#### [Activity]
Look through the records and copy each line with the string "Option" in it.

======== Input for this task ========

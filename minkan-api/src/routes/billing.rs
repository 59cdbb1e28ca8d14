/// Billing endpoints
///
/// # Endpoints
///
/// - `GET /v1/billing` - subscription status for the organization
/// - `POST /v1/billing/redirect` - returns a URL to send the user to:
///   the billing portal when the organization already has a customer on
///   file, otherwise a checkout session for the subscription price
///
/// Provider failures surface as 500 with the detail kept in the server
/// log; the client only learns that billing is unavailable.

use axum::{extract::State, Extension, Json};
use minkan_shared::{
    auth::middleware::AuthContext,
    billing::{BillingError, BillingProvider, CheckoutSession},
    models::org_subscription::OrgSubscription,
};
use serde::{Deserialize, Serialize};

use crate::{
    app::AppState,
    error::{ApiError, ApiResult},
};

/// Subscription status response
#[derive(Debug, Serialize, Deserialize)]
pub struct BillingStatusResponse {
    /// Whether the organization has an active subscription
    pub subscribed: bool,

    /// Price the organization is on, when subscribed
    pub price_id: Option<String>,

    /// End of the current billing period, when known
    pub current_period_end: Option<chrono::DateTime<chrono::Utc>>,
}

/// Redirect response
#[derive(Debug, Serialize, Deserialize)]
pub struct BillingRedirectResponse {
    /// Provider URL to redirect the user to
    pub url: String,
}

/// Returns the organization's subscription status
pub async fn billing_status(
    State(state): State<AppState>,
    Extension(auth): Extension<AuthContext>,
) -> ApiResult<Json<BillingStatusResponse>> {
    let sub = OrgSubscription::find_by_org(&state.db, auth.org_id).await?;

    let response = match sub {
        Some(sub) => BillingStatusResponse {
            subscribed: sub.is_active(),
            price_id: sub.stripe_price_id,
            current_period_end: sub.stripe_current_period_end,
        },
        None => BillingStatusResponse {
            subscribed: false,
            price_id: None,
            current_period_end: None,
        },
    };

    Ok(Json(response))
}

/// Picks the provider session for the caller's billing state
///
/// A stored customer ID means the organization has checked out before and
/// gets the portal, with the session's success URL doubling as the portal
/// return URL. Anyone else gets a checkout session carrying the
/// organization ID as metadata, so the provider's webhooks can attribute
/// the purchase.
async fn provider_redirect(
    billing: &dyn BillingProvider,
    customer_id: Option<String>,
    session: CheckoutSession,
) -> Result<String, BillingError> {
    match customer_id {
        Some(customer_id) => {
            billing
                .create_portal_session(&customer_id, &session.success_url)
                .await
        }
        None => billing.create_checkout_session(session).await,
    }
}

/// Creates a billing portal or checkout session and returns its URL
pub async fn billing_redirect(
    State(state): State<AppState>,
    Extension(auth): Extension<AuthContext>,
) -> ApiResult<Json<BillingRedirectResponse>> {
    let return_url = state.config.api.app_url.clone();

    let sub = OrgSubscription::find_by_org(&state.db, auth.org_id).await?;
    let customer_id = sub.and_then(|s| s.stripe_customer_id);

    let actor = super::audit_actor(&state.db, auth.user_id).await?;
    let session = CheckoutSession {
        success_url: return_url.clone(),
        cancel_url: return_url,
        customer_email: actor.email,
        org_id: auth.org_id,
    };

    let url = provider_redirect(state.billing.as_ref(), customer_id, session)
        .await
        .map_err(|e| {
            tracing::error!("Billing session creation failed: {}", e);
            ApiError::from(e)
        })?;

    Ok(Json(BillingRedirectResponse { url }))
}

#[cfg(test)]
mod tests {
    use minkan_shared::billing::mock::{MockBillingProvider, RecordedCall};
    use uuid::Uuid;

    use super::*;

    fn session_for(org_id: Uuid) -> CheckoutSession {
        CheckoutSession {
            success_url: "https://app.example.com".to_string(),
            cancel_url: "https://app.example.com".to_string(),
            customer_email: "owner@example.com".to_string(),
            org_id,
        }
    }

    #[tokio::test]
    async fn test_existing_customer_gets_portal() {
        let mock = MockBillingProvider::new();

        let url = provider_redirect(
            &mock,
            Some("cus_42".to_string()),
            session_for(Uuid::new_v4()),
        )
        .await
        .unwrap();

        assert_eq!(url, "https://billing.example.com/portal/cus_42");
        assert_eq!(
            mock.calls(),
            vec![RecordedCall::Portal {
                customer_id: "cus_42".to_string(),
                return_url: "https://app.example.com".to_string(),
            }]
        );
    }

    #[tokio::test]
    async fn test_first_checkout_carries_org_id() {
        let mock = MockBillingProvider::new();
        let org_id = Uuid::new_v4();

        let url = provider_redirect(&mock, None, session_for(org_id))
            .await
            .unwrap();

        assert_eq!(url, format!("https://billing.example.com/checkout/{}", org_id));
        assert_eq!(
            mock.calls(),
            vec![RecordedCall::Checkout {
                customer_email: "owner@example.com".to_string(),
                org_id,
            }]
        );
    }

    #[tokio::test]
    async fn test_provider_failure_propagates() {
        let mock = MockBillingProvider::failing("provider down");

        let result = provider_redirect(&mock, None, session_for(Uuid::new_v4())).await;

        assert!(matches!(result, Err(BillingError::RequestFailed(_))));
    }
}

========

#### [The completed task]
    pub price_id: Option<String>,
    pub current_period_end: Option<chrono::DateTime<chrono::Utc>>,
    customer_id: Option<String>,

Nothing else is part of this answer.